**Data extracted from a collection:**
--- START ---

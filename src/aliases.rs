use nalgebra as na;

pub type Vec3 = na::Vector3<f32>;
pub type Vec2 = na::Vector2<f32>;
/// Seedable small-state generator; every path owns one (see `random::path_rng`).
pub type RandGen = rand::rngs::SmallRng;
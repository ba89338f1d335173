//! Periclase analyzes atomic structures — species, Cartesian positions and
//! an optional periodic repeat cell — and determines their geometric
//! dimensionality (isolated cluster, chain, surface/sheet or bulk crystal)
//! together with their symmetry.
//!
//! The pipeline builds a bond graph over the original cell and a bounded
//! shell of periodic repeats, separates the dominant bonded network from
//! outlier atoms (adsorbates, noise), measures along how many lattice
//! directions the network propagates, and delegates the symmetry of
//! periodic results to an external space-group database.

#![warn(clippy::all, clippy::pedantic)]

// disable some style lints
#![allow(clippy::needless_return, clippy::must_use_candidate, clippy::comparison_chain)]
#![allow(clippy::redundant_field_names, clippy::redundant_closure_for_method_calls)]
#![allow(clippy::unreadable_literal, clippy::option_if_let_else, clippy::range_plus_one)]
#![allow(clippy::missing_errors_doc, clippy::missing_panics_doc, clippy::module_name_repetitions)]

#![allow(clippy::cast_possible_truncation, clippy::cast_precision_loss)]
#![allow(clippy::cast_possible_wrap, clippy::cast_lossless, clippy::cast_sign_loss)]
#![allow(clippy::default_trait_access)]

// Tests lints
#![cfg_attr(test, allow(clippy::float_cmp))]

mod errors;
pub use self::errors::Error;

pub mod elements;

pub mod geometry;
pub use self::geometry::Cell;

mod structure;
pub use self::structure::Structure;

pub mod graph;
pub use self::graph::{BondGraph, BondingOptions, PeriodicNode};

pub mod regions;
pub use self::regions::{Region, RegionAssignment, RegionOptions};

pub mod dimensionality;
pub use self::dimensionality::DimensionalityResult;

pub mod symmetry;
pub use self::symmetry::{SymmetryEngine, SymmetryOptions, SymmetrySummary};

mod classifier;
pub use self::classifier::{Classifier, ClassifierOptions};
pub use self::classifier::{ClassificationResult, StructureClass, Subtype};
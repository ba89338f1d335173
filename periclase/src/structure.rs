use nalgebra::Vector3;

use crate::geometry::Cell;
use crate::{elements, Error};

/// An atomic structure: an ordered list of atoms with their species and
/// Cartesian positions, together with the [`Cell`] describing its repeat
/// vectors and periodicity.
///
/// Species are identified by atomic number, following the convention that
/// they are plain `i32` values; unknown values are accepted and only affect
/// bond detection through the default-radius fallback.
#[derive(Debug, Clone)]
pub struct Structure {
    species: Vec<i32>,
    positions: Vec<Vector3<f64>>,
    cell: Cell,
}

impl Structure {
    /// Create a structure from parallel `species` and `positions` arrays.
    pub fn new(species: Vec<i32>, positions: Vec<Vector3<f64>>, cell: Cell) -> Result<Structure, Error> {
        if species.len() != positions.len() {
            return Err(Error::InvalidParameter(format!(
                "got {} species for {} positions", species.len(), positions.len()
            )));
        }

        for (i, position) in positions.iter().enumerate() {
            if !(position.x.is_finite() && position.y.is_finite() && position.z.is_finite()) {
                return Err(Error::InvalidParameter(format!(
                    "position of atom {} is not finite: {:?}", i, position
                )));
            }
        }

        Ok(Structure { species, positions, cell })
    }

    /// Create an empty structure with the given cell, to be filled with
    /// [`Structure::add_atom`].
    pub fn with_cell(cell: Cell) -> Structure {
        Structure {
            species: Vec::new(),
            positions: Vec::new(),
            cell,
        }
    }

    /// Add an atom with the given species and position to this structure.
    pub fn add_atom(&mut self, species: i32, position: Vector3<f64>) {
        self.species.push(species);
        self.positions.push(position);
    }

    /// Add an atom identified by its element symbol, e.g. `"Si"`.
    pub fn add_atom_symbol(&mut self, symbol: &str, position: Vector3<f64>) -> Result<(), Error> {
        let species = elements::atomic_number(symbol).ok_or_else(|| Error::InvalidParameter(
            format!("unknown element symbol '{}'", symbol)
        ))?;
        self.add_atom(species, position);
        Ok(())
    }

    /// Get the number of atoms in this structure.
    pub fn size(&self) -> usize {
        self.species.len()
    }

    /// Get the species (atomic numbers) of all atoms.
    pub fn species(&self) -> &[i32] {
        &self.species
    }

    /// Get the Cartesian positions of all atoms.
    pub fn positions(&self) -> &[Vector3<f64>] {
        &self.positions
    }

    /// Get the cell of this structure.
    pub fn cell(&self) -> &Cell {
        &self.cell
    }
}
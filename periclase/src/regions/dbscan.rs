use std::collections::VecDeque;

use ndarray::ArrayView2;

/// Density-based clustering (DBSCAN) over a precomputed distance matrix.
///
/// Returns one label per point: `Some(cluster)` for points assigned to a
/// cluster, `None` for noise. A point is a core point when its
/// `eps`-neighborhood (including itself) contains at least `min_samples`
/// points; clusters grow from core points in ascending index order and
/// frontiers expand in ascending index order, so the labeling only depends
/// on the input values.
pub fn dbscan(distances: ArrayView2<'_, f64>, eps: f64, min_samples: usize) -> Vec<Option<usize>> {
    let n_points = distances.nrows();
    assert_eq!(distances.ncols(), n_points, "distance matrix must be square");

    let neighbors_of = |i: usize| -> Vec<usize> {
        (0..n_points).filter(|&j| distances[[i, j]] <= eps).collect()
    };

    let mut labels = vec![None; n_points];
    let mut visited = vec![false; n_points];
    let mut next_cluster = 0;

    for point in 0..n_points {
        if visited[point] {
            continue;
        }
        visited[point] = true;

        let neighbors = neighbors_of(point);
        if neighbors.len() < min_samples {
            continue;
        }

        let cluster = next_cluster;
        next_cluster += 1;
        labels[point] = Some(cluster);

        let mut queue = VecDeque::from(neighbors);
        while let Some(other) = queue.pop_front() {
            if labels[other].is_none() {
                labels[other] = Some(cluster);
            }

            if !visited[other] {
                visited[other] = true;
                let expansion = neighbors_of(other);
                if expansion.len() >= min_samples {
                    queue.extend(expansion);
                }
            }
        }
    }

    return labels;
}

--- END ---

**Task item:** Look through the entries above. Copy each line in which the string "their" occurs.

**Answer:**
//! an optional periodic repeat cell — and determines their geometric
//! together with their symmetry.
/// An atomic structure: an ordered list of atoms with their species and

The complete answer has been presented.